Your goal
Below is a listing; repeat exactly the lines from the one containing "3.0), Vec::new(), SCAN);" to the one containing "3.0), at(4.0, 3.0)];", both included.

── Entries supplied ──

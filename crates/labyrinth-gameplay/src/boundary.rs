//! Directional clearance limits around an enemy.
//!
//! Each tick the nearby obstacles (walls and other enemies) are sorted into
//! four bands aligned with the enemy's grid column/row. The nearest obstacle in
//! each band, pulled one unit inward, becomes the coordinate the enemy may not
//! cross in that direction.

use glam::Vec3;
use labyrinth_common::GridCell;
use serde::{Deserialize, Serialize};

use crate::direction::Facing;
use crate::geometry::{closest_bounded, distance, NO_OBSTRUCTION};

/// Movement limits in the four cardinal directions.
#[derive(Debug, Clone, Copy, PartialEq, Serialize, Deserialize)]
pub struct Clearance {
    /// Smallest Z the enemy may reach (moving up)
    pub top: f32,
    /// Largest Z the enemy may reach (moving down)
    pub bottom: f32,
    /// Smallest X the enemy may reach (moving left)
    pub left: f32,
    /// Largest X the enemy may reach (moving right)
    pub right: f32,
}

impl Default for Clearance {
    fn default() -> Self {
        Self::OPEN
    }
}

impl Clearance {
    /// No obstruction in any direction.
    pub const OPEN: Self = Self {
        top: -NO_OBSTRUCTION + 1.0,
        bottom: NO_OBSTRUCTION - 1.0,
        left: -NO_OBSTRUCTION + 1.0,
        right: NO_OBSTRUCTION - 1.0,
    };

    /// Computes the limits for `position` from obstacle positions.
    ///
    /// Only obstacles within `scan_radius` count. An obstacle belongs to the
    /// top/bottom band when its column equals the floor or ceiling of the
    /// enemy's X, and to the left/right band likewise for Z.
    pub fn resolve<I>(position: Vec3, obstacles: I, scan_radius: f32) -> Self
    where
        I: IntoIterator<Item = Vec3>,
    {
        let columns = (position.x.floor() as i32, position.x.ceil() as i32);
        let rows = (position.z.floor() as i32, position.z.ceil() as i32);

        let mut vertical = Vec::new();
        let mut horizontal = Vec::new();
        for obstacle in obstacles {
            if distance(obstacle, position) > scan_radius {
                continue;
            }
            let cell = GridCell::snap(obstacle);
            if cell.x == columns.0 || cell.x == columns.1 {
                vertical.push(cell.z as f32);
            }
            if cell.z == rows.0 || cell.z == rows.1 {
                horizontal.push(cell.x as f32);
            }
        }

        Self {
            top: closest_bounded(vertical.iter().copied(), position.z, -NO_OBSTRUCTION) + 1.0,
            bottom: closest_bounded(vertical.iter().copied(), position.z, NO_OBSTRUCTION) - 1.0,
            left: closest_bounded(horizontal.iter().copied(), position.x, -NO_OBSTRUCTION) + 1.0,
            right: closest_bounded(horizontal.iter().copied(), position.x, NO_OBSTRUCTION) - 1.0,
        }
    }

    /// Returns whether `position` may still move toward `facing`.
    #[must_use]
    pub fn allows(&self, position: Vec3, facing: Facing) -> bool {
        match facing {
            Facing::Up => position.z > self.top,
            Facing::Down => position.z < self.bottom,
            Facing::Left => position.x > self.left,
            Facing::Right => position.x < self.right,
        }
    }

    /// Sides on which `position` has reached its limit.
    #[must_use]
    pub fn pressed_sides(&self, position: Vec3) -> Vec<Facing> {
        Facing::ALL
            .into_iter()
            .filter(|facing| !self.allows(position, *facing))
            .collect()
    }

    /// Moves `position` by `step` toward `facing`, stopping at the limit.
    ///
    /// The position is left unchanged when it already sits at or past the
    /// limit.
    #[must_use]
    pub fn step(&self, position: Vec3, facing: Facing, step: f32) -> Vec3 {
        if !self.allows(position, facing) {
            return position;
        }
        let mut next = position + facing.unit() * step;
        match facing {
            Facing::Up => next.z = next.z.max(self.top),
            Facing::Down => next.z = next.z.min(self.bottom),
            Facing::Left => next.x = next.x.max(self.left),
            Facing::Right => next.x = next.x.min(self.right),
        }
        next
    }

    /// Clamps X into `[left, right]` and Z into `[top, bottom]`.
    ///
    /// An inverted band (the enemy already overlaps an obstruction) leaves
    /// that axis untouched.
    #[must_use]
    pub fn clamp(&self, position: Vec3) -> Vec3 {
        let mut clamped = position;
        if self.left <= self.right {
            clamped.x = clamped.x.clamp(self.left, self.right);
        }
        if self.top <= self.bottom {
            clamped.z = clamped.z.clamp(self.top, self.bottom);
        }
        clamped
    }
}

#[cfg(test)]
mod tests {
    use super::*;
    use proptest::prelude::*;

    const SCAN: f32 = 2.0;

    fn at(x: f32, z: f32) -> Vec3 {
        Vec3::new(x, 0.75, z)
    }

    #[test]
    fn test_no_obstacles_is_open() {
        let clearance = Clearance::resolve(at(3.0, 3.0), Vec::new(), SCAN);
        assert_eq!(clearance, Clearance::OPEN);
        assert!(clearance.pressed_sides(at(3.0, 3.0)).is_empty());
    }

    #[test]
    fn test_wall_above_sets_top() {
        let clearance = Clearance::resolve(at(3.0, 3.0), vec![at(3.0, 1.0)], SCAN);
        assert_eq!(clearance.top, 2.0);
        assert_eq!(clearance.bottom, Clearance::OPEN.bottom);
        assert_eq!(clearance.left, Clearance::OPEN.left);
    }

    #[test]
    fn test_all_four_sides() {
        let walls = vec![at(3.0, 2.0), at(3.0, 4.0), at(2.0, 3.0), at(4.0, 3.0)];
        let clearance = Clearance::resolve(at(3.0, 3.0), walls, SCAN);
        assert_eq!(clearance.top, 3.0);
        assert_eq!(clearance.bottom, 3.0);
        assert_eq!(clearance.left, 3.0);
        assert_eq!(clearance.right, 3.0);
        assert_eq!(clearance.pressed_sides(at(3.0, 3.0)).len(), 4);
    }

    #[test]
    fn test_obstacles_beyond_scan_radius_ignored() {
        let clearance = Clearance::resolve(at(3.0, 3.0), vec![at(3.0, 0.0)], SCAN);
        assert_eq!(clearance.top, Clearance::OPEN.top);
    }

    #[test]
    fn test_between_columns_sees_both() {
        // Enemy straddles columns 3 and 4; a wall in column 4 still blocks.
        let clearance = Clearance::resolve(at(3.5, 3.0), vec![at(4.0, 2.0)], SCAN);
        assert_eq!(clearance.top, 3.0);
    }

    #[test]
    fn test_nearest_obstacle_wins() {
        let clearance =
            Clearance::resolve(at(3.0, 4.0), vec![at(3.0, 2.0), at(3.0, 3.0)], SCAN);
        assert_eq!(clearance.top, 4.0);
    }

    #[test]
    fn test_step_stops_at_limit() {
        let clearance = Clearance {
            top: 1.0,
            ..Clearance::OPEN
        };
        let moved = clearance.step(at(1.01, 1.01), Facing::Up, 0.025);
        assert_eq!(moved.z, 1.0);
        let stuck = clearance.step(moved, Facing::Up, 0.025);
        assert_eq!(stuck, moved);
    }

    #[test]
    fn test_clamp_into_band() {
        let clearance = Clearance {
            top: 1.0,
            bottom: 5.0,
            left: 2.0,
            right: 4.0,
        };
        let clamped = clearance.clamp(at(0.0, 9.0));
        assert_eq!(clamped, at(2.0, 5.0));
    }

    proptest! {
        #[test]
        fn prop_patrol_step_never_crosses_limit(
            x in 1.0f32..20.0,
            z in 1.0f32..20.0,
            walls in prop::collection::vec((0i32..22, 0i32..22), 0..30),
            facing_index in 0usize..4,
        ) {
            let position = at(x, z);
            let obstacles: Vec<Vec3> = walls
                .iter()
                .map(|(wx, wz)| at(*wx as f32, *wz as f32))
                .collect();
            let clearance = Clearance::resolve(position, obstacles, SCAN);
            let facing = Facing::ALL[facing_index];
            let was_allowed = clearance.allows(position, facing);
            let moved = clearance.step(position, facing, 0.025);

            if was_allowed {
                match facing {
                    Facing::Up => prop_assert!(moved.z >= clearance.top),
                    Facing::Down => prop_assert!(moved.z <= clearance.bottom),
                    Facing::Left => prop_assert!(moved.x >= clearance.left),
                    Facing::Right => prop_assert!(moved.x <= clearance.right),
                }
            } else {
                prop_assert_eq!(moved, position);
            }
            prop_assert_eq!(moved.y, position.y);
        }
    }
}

───

Answer area
        let clearance = Clearance::resolve(at(3.0, 3.0), Vec::new(), SCAN);
        assert_eq!(clearance, Clearance::OPEN);
        assert!(clearance.pressed_sides(at(3.0, 3.0)).is_empty());
    }

    #[test]
    fn test_wall_above_sets_top() {
        let clearance = Clearance::resolve(at(3.0, 3.0), vec![at(3.0, 1.0)], SCAN);
        assert_eq!(clearance.top, 2.0);
        assert_eq!(clearance.bottom, Clearance::OPEN.bottom);
        assert_eq!(clearance.left, Clearance::OPEN.left);
    }

    #[test]
    fn test_all_four_sides() {
        let walls = vec![at(3.0, 2.0), at(3.0, 4.0), at(2.0, 3.0), at(4.0, 3.0)];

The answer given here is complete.